> **What needs to be done**
Each line of the entries below that holds "resolve" is needed, copied in full.

> **Data supplied**
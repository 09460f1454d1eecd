//! Data layer: core types, loading, reshaping and country coding.
//!
//! Architecture:
//! ```text
//!  .csv / .parquet (wide: one column per year)
//!        │
//!        ▼
//!   ┌──────────┐
//!   │  loader   │  parse file → GdpTable (transposed, years as rows)
//!   └──────────┘
//!        │
//!        ├──────────────────────────┐
//!        ▼                          ▼
//!   ┌──────────┐              ┌──────────┐
//!   │  filter   │ long-form   │   map     │ one year, ISO3-coded rows
//!   └──────────┘  series      └──────────┘
//!                                   │
//!                         countries (resolve) + regions (catalog)
//! ```

pub mod countries;
pub mod error;
pub mod export;
pub mod filter;
pub mod loader;
pub mod map;
pub mod model;
pub mod regions;

pub use countries::{resolve, Continent, CountryIdentity, Iso3, Resolution};
pub use error::LoadError;
pub use filter::{filter, group_by_country};
pub use loader::load;
pub use map::{MapFrame, MapRow};
pub use model::{GdpTable, SeriesRecord};
pub use regions::{region, regions, RegionConfig};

> **Exercise output**
//!                         countries (resolve) + regions (catalog)
pub use countries::{resolve, Continent, CountryIdentity, Iso3, Resolution};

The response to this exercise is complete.